[Collected data entries]
= = = = =
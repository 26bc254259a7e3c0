use std::cmp;
use std::ffi::c_void;
use std::mem::size_of;
use std::ptr::{self, NonNull};

use log::{debug, error, info, trace, warn};
use windows_sys::core::PCSTR;
use windows_sys::Win32::Foundation::{FreeLibrary, HMODULE};
use windows_sys::Win32::System::Diagnostics::Debug::{
    IMAGE_SCN_MEM_EXECUTE, IMAGE_SCN_MEM_READ, IMAGE_SCN_MEM_WRITE,
};
use windows_sys::Win32::System::LibraryLoader::{GetProcAddress, LoadLibraryA};
use windows_sys::Win32::System::Memory::{
    VirtualProtect, PAGE_EXECUTE_READ, PAGE_EXECUTE_READWRITE, PAGE_NOACCESS, PAGE_READONLY,
    PAGE_READWRITE,
};
use windows_sys::Win32::System::SystemServices::{
    IMAGE_BASE_RELOCATION, IMAGE_IMPORT_DESCRIPTOR, IMAGE_REL_BASED_ABSOLUTE,
    IMAGE_REL_BASED_DIR64, IMAGE_REL_BASED_HIGHLOW,
};

use crate::arch::native;
use crate::arena::{align_down, Arena};
use crate::errors::PeError;
use crate::pe_parser::PeImage;

/// Copies the PE headers and section contents from the input buffer into
/// the arena, emulating the Windows loader layout:
///
/// 1. Copy `SizeOfHeaders` bytes to the arena start
/// 2. Copy each section with raw data to `base + VirtualAddress`
/// 3. Rewrite the in-arena `ImageBase` to the actual base
///
/// Sections without raw data keep the zero fill of the fresh reservation.
/// Returns the NT-header view inside the arena.
pub(crate) fn copy_image(
    image: &PeImage<'_>,
    arena: &Arena,
) -> Result<NonNull<native::NtHeaders>, PeError> {
    let bytes = image.bytes();
    let headers_len = image.size_of_headers();

    if headers_len > bytes.len() || headers_len > arena.size() {
        return Err(PeError::OutOfBounds);
    }
    // The header copy must cover the NT headers for the in-arena view to
    // be meaningful.
    if image.nt_offset() + size_of::<native::NtHeaders>() > headers_len {
        return Err(PeError::OutOfBounds);
    }

    debug!(
        "map: copying {headers_len:#x} header bytes and {} section(s)",
        image.number_of_sections()
    );

    unsafe {
        ptr::copy_nonoverlapping(bytes.as_ptr(), arena.base(), headers_len);
    }

    for index in 0..image.number_of_sections() {
        let section = image.section_header(index).ok_or(PeError::OutOfBounds)?;

        if section.SizeOfRawData == 0 {
            trace!("map: section {index} has no raw data, left zero-filled");
            continue;
        }

        let raw_len = section.SizeOfRawData as usize;
        let src_offset = section.PointerToRawData as usize;
        if src_offset
            .checked_add(raw_len)
            .filter(|&end| end <= bytes.len())
            .is_none()
        {
            return Err(PeError::OutOfBounds);
        }

        let dst = arena
            .slice_at(section.VirtualAddress as usize, raw_len)
            .ok_or(PeError::OutOfBounds)?;

        unsafe {
            ptr::copy_nonoverlapping(bytes.as_ptr().add(src_offset), dst, raw_len);
        }
    }

    // Downstream consumers (and the image itself) must observe the actual
    // base in the optional header.
    let nt_ptr = unsafe { arena.base().add(image.nt_offset()) } as *mut native::NtHeaders;
    unsafe {
        let mut nt = ptr::read_unaligned(nt_ptr);
        nt.OptionalHeader.ImageBase = arena.base() as usize as _;
        ptr::write_unaligned(nt_ptr, nt);
    }

    NonNull::new(nt_ptr).ok_or(PeError::OutOfBounds)
}

/// Applies base relocations to the mapped image.
///
/// `delta` is the difference between the actual and preferred bases. Each
/// block's 16-bit entries carry a 4-bit type and a 12-bit page offset:
/// `HIGHLOW` and `DIR64` patch a pointer-sized word by adding the delta,
/// `ABSOLUTE` entries are alignment padding, and any other type is skipped
/// the way the Windows loader treats types it does not emit.
pub(crate) fn apply_relocations(
    image: &PeImage<'_>,
    arena: &Arena,
    delta: isize,
) -> Result<(), PeError> {
    if delta == 0 {
        debug!("reloc: image loaded at preferred base");
        return Ok(());
    }

    let dir = image.reloc_directory();
    if dir.VirtualAddress == 0 || dir.Size == 0 {
        debug!("reloc: image carries no relocation directory");
        return Ok(());
    }

    let dir_start = dir.VirtualAddress as usize;
    let dir_end = dir_start
        .checked_add(dir.Size as usize)
        .filter(|&end| end <= arena.size())
        .ok_or(PeError::RelocationOutOfBounds)?;

    let mut offset = dir_start;
    while offset < dir_end {
        let block: IMAGE_BASE_RELOCATION = arena
            .read_at(offset)
            .ok_or(PeError::RelocationOutOfBounds)?;
        if block.VirtualAddress == 0 || block.SizeOfBlock == 0 {
            break;
        }

        let block_size = block.SizeOfBlock as usize;
        let block_end = offset
            .checked_add(block_size)
            .ok_or(PeError::RelocationOutOfBounds)?;
        if block_size < size_of::<IMAGE_BASE_RELOCATION>() || block_end > dir_end {
            return Err(PeError::RelocationOutOfBounds);
        }

        let entry_count = (block_size - size_of::<IMAGE_BASE_RELOCATION>()) / size_of::<u16>();
        let entries = offset + size_of::<IMAGE_BASE_RELOCATION>();

        for i in 0..entry_count {
            let raw: u16 = arena
                .read_at(entries + i * size_of::<u16>())
                .ok_or(PeError::RelocationOutOfBounds)?;
            let kind = (raw >> 12) as u32;
            let target = (block.VirtualAddress as usize)
                .checked_add((raw & 0x0FFF) as usize)
                .ok_or(PeError::RelocationOutOfBounds)?;

            match kind {
                IMAGE_REL_BASED_ABSOLUTE => {} // padding entry
                IMAGE_REL_BASED_HIGHLOW | IMAGE_REL_BASED_DIR64 => {
                    let patch = arena
                        .slice_at(target, size_of::<usize>())
                        .ok_or(PeError::RelocationOutOfBounds)?;
                    unsafe {
                        let value = ptr::read_unaligned(patch as *const usize);
                        ptr::write_unaligned(
                            patch as *mut usize,
                            value.wrapping_add(delta as usize),
                        );
                    }
                }
                other => {
                    trace!("reloc: skipping entry type {other} at rva {target:#x}");
                }
            }
        }

        offset += block_size;
    }

    info!("reloc: base relocations applied (delta {delta:#x})");
    Ok(())
}

/// Host-loader handles acquired while resolving imports.
///
/// Handles are released with `FreeLibrary` on drop, so a failed load rolls
/// back the dependencies it pulled in and an unload returns them to the OS
/// loader's reference counting.
#[derive(Default)]
pub(crate) struct Dependencies(Vec<HMODULE>);

impl Dependencies {
    fn push(&mut self, module: HMODULE) {
        self.0.push(module);
    }

    pub fn len(&self) -> usize {
        self.0.len()
    }
}

impl Drop for Dependencies {
    fn drop(&mut self) {
        for module in self.0.drain(..) {
            unsafe {
                FreeLibrary(module);
            }
        }
    }
}

/// Resolves the Import Address Table.
///
/// Walks the import descriptor list, loads each referenced module through
/// the host OS loader, resolves every imported symbol by name or ordinal,
/// and writes the resolved addresses into the IAT. Any unresolvable module
/// or symbol fails the load.
pub(crate) fn resolve_imports(
    image: &PeImage<'_>,
    arena: &Arena,
) -> Result<Dependencies, PeError> {
    let mut dependencies = Dependencies::default();

    let dir = image.import_directory();
    if dir.VirtualAddress == 0 || dir.Size == 0 {
        debug!("imports: no import directory present");
        return Ok(dependencies);
    }

    let mut offset = dir.VirtualAddress as usize;
    loop {
        let descriptor: IMAGE_IMPORT_DESCRIPTOR =
            arena.read_at(offset).ok_or(PeError::OutOfBounds)?;
        if descriptor.Name == 0 {
            break;
        }

        let dll_name = arena
            .cstr_at(descriptor.Name as usize)
            .ok_or(PeError::OutOfBounds)?;
        let dll = dll_name.to_string_lossy().into_owned();
        trace!("imports: loading '{dll}'");

        let module = unsafe { LoadLibraryA(dll_name.as_ptr() as PCSTR) };
        if module == 0 {
            error!("imports: host loader could not resolve '{dll}'");
            return Err(PeError::DependencyLoadFailed(dll));
        }
        dependencies.push(module);

        let oft_rva = unsafe { descriptor.Anonymous.OriginalFirstThunk };
        let ft_rva = descriptor.FirstThunk;
        if ft_rva == 0 {
            return Err(PeError::ImportResolveFailed {
                dll,
                symbol: "<empty IAT>".to_string(),
            });
        }

        // The import-name table is the untouched lookup data; fall back to
        // the IAT when the linker omitted it.
        let lookup_rva = if oft_rva != 0 {
            oft_rva
        } else {
            warn!("imports: '{dll}' has no import-name table, using the IAT for lookup");
            ft_rva
        };

        resolve_thunks_for_dll(arena, module, &dll, lookup_rva as usize, ft_rva as usize)?;

        offset += size_of::<IMAGE_IMPORT_DESCRIPTOR>();
    }

    info!(
        "imports: IAT resolved ({} dependencies)",
        dependencies.len()
    );
    Ok(dependencies)
}

/// Walks one descriptor's lookup/IAT thunk pair and patches the IAT.
fn resolve_thunks_for_dll(
    arena: &Arena,
    module: HMODULE,
    dll: &str,
    mut lookup: usize,
    mut iat: usize,
) -> Result<(), PeError> {
    loop {
        let thunk: native::ThunkData = arena.read_at(lookup).ok_or(PeError::OutOfBounds)?;
        let entry = unsafe { thunk.u1.AddressOfData };
        if entry == 0 {
            break;
        }

        let address = if (entry & native::ORDINAL_FLAG) != 0 {
            let ordinal = (entry & 0xFFFF) as u16;
            let resolved = unsafe { GetProcAddress(module, ordinal as usize as PCSTR) };
            resolved.ok_or_else(|| PeError::ImportResolveFailed {
                dll: dll.to_string(),
                symbol: format!("#{ordinal}"),
            })? as usize
        } else {
            // The entry is an RVA to an IMPORT_BY_NAME record; the name
            // starts after the 2-byte hint.
            let name_offset = (entry as usize)
                .checked_add(size_of::<u16>())
                .ok_or(PeError::OutOfBounds)?;
            let name = arena.cstr_at(name_offset).ok_or(PeError::OutOfBounds)?;
            let resolved = unsafe { GetProcAddress(module, name.as_ptr() as PCSTR) };
            resolved.ok_or_else(|| PeError::ImportResolveFailed {
                dll: dll.to_string(),
                symbol: name.to_string_lossy().into_owned(),
            })? as usize
        };

        let slot = arena
            .slice_at(iat, size_of::<native::ThunkData>())
            .ok_or(PeError::OutOfBounds)?;
        unsafe {
            let mut patched = ptr::read_unaligned(slot as *const native::ThunkData);
            patched.u1.Function = address as _;
            ptr::write_unaligned(slot as *mut native::ThunkData, patched);
        }

        lookup += size_of::<native::ThunkData>();
        iat += size_of::<native::ThunkData>();
    }

    Ok(())
}

/// Applies each section's final page protection derived from its
/// characteristics.
///
/// Sections without raw data are skipped and keep the arena's read-write
/// protection.
pub(crate) fn finalize_sections(
    image: &PeImage<'_>,
    arena: &Arena,
    page_size: usize,
) -> Result<(), PeError> {
    for index in 0..image.number_of_sections() {
        let section = image.section_header(index).ok_or(PeError::OutOfBounds)?;

        if section.SizeOfRawData == 0 {
            trace!("protect: section {index} has no raw data, skipping");
            continue;
        }

        let virtual_size = unsafe { section.Misc.VirtualSize } as usize;
        let size = cmp::max(virtual_size, section.SizeOfRawData as usize);

        arena
            .slice_at(section.VirtualAddress as usize, size)
            .ok_or(PeError::OutOfBounds)?;

        let protection = section_protection(section.Characteristics);
        let address = align_down(
            arena.base() as usize + section.VirtualAddress as usize,
            page_size,
        );

        let mut old = 0u32;
        let ok = unsafe { VirtualProtect(address as *const c_void, size, protection, &mut old) };
        if ok == 0 {
            return Err(PeError::SectionProtectionFailed { index });
        }
    }

    info!("protect: section protections applied");
    Ok(())
}

/// Maps a section's R/W/X characteristics to a Win32 page protection.
pub(crate) fn section_protection(characteristics: u32) -> u32 {
    let execute = (characteristics & IMAGE_SCN_MEM_EXECUTE) != 0;
    let write = (characteristics & IMAGE_SCN_MEM_WRITE) != 0;
    let read = (characteristics & IMAGE_SCN_MEM_READ) != 0;

    if execute {
        if write {
            PAGE_EXECUTE_READWRITE
        } else {
            PAGE_EXECUTE_READ
        }
    } else if write {
        PAGE_READWRITE
    } else if read {
        PAGE_READONLY
    } else {
        PAGE_NOACCESS
    }
}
= = = = =
TASK PROMPT ▸ Only the lines from the top of the data through the line that contains "the fresh reservation." should be quoted, exactly as they stand.

RESULT OF THE TASK ▸
repository 26bc254259a7e3c0
use std::cmp;
use std::ffi::c_void;
use std::mem::size_of;
use std::ptr::{self, NonNull};

use log::{debug, error, info, trace, warn};
use windows_sys::core::PCSTR;
use windows_sys::Win32::Foundation::{FreeLibrary, HMODULE};
use windows_sys::Win32::System::Diagnostics::Debug::{
    IMAGE_SCN_MEM_EXECUTE, IMAGE_SCN_MEM_READ, IMAGE_SCN_MEM_WRITE,
};
use windows_sys::Win32::System::LibraryLoader::{GetProcAddress, LoadLibraryA};
use windows_sys::Win32::System::Memory::{
    VirtualProtect, PAGE_EXECUTE_READ, PAGE_EXECUTE_READWRITE, PAGE_NOACCESS, PAGE_READONLY,
    PAGE_READWRITE,
};
use windows_sys::Win32::System::SystemServices::{
    IMAGE_BASE_RELOCATION, IMAGE_IMPORT_DESCRIPTOR, IMAGE_REL_BASED_ABSOLUTE,
    IMAGE_REL_BASED_DIR64, IMAGE_REL_BASED_HIGHLOW,
};

use crate::arch::native;
use crate::arena::{align_down, Arena};
use crate::errors::PeError;
use crate::pe_parser::PeImage;

/// Copies the PE headers and section contents from the input buffer into
/// the arena, emulating the Windows loader layout:
///
/// 1. Copy `SizeOfHeaders` bytes to the arena start
/// 2. Copy each section with raw data to `base + VirtualAddress`
/// 3. Rewrite the in-arena `ImageBase` to the actual base
///
/// Sections without raw data keep the zero fill of the fresh reservation.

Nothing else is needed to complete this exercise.